■ **Given records**
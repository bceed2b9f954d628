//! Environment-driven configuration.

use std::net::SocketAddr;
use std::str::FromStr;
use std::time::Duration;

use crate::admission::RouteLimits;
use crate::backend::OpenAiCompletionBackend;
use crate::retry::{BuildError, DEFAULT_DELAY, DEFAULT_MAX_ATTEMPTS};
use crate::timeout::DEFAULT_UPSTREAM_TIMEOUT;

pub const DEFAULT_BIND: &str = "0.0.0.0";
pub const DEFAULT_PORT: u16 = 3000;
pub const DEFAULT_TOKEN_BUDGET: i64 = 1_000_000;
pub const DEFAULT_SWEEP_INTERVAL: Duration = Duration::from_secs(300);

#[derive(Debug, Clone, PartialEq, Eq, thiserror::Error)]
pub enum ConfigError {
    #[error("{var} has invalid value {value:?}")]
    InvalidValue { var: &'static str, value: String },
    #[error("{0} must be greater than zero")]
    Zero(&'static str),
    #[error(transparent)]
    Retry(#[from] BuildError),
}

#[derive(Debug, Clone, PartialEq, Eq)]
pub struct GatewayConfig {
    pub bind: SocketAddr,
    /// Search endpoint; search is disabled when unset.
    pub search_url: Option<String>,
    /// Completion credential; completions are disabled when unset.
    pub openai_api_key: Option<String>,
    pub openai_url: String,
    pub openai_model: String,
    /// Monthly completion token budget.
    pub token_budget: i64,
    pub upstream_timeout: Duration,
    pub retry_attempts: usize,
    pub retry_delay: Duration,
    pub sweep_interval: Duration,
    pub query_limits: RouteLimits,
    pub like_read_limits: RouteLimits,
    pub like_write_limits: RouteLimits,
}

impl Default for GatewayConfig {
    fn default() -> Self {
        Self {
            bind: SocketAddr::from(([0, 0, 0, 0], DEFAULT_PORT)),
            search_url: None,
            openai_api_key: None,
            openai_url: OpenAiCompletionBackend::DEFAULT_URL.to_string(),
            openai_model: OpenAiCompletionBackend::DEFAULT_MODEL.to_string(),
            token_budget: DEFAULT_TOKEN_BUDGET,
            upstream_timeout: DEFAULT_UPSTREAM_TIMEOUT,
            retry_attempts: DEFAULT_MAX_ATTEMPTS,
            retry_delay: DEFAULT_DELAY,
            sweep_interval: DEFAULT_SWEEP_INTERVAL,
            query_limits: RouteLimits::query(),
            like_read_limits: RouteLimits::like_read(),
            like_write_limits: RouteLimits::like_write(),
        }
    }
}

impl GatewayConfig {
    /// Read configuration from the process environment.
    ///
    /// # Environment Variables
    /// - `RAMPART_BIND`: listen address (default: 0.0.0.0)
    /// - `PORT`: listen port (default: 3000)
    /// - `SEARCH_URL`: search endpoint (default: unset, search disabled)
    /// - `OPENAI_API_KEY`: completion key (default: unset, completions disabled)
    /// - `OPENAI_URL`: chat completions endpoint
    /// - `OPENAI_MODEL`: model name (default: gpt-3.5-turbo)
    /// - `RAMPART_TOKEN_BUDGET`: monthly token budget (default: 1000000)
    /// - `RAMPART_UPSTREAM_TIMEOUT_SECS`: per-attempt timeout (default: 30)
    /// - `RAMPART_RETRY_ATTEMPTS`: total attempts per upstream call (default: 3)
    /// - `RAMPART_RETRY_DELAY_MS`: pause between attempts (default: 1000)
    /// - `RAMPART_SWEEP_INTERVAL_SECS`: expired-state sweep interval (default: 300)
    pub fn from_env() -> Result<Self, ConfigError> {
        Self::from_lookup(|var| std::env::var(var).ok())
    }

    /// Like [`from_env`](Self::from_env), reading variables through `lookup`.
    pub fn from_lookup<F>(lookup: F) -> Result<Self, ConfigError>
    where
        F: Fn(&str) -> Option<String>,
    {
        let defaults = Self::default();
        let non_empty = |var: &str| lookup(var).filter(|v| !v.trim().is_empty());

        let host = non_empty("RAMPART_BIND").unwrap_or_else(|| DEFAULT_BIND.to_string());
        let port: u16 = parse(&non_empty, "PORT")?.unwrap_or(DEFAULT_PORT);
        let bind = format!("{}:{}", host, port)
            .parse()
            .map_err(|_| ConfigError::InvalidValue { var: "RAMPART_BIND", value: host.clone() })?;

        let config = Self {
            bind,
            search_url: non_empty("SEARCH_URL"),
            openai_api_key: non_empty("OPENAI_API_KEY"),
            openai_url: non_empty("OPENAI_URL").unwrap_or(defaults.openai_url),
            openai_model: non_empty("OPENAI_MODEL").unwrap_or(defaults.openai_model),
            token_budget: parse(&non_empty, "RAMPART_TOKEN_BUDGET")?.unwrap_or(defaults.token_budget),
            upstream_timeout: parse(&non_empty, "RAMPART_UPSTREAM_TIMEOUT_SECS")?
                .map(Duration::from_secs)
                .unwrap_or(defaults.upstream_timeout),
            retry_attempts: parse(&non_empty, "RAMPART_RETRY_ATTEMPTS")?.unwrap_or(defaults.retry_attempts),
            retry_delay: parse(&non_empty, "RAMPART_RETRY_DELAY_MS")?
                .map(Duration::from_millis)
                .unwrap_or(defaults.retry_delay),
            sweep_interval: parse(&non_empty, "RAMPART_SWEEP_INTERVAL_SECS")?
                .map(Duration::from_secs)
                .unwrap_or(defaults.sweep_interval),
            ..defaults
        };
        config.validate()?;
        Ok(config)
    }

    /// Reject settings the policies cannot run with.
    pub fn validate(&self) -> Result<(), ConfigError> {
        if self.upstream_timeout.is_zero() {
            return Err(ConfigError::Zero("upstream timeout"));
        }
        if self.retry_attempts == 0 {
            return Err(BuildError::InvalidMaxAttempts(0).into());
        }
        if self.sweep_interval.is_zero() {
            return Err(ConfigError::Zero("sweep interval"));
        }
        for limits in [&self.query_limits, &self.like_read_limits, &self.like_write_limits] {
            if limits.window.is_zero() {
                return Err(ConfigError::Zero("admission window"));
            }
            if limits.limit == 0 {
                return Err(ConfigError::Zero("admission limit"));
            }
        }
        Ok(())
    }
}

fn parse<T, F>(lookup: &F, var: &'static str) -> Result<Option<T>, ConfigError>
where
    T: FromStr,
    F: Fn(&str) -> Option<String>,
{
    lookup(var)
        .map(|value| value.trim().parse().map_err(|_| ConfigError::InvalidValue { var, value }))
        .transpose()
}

---

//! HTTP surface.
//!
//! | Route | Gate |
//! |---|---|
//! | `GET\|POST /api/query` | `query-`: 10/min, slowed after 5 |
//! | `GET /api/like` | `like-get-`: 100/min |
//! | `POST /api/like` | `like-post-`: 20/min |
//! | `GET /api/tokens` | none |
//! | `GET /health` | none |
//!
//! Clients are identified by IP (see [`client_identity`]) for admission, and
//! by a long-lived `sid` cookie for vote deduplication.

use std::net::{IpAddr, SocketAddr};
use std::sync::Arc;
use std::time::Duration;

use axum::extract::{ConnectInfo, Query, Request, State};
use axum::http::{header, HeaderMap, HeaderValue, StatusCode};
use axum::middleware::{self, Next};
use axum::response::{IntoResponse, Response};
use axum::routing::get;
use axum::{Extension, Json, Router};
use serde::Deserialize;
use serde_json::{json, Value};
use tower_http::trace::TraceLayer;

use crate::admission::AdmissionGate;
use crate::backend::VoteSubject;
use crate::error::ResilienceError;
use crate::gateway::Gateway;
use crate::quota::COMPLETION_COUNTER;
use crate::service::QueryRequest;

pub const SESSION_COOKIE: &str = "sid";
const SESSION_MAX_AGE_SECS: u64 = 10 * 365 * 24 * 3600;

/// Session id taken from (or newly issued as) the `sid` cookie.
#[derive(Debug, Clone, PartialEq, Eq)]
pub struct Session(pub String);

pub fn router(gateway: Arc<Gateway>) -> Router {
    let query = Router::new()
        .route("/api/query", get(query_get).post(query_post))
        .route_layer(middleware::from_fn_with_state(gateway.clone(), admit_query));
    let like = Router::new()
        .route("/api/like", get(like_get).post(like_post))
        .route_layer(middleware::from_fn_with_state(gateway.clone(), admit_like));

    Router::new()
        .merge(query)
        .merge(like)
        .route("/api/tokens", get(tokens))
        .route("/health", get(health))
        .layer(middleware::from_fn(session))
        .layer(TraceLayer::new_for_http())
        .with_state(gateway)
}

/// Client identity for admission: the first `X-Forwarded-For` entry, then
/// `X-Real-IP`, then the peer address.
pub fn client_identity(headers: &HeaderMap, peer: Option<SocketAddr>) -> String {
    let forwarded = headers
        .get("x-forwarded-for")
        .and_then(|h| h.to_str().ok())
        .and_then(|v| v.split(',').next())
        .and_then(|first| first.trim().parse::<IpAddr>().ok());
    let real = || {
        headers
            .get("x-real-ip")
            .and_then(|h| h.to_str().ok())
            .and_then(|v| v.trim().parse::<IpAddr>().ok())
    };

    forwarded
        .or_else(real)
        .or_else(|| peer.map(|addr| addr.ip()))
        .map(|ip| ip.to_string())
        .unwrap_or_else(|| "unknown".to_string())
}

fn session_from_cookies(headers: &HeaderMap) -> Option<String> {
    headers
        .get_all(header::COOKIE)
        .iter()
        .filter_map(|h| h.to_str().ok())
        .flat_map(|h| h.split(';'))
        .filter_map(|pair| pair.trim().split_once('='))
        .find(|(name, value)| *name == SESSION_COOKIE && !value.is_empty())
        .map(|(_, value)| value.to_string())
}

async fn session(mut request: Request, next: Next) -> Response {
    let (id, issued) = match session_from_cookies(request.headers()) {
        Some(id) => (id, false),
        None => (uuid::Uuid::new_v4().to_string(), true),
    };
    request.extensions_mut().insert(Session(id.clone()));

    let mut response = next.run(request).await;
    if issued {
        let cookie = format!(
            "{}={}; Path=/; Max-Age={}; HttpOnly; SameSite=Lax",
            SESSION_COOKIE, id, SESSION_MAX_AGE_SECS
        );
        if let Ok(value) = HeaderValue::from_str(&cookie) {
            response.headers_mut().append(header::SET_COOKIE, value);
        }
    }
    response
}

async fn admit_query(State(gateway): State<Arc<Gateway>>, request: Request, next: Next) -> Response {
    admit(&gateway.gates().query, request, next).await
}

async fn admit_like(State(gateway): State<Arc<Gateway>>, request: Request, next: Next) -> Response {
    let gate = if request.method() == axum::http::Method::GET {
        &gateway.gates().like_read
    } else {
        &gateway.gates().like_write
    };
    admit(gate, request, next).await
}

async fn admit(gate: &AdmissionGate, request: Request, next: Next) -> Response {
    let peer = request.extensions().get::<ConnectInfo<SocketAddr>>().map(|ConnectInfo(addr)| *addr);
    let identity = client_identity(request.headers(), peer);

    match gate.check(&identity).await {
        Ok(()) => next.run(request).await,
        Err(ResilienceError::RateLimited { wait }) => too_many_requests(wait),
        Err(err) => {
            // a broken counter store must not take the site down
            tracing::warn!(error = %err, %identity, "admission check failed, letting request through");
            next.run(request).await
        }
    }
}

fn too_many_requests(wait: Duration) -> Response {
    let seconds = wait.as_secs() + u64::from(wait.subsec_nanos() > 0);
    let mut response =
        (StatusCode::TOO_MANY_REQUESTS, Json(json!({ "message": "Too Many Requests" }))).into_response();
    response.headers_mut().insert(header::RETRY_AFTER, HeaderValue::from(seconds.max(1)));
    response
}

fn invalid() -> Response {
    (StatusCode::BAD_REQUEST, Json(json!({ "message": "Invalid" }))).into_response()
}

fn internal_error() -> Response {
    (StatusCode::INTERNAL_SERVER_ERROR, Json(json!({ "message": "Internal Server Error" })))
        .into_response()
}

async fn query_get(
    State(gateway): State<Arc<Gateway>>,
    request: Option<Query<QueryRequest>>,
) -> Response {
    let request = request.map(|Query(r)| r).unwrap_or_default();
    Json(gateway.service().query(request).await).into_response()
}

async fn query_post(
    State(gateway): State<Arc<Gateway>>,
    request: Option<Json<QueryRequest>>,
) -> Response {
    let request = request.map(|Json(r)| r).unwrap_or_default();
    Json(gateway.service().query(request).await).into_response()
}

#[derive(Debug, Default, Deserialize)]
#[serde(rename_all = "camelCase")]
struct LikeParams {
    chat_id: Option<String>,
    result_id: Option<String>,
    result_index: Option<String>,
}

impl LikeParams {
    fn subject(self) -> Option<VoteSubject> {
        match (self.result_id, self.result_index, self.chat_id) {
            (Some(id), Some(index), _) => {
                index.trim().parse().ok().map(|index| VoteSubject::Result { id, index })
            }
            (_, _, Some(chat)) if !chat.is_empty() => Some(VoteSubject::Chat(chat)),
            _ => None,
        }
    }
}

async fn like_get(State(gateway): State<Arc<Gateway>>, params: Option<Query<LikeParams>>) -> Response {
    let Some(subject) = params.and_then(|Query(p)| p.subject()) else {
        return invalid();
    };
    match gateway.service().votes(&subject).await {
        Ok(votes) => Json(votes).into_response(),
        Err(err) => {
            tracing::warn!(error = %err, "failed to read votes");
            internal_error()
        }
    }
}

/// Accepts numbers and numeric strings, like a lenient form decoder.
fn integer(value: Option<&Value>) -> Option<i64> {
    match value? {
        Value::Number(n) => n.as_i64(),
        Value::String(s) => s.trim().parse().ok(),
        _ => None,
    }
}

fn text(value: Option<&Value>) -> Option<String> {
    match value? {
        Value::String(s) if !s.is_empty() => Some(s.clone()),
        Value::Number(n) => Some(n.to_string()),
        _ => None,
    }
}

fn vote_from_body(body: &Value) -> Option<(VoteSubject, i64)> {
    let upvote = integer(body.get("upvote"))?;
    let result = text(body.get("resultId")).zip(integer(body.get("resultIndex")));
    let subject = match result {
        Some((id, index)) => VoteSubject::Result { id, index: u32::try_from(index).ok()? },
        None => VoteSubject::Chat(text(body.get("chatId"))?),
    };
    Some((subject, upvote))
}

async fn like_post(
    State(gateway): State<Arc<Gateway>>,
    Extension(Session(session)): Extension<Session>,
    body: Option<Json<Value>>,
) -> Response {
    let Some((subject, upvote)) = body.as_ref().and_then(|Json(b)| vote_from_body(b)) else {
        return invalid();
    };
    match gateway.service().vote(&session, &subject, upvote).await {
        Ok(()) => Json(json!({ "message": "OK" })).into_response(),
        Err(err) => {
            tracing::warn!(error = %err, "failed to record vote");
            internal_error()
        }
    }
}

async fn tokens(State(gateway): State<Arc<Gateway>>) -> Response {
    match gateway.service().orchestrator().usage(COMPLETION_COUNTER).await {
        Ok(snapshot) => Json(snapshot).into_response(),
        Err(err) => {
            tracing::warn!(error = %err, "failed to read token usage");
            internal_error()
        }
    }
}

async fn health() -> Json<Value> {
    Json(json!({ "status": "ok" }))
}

■ **Exercise instructions**
Pull every line containing "gates" out of the entries.

■ **Response to this task**
    admit(&gateway.gates().query, request, next).await
        &gateway.gates().like_read
        &gateway.gates().like_write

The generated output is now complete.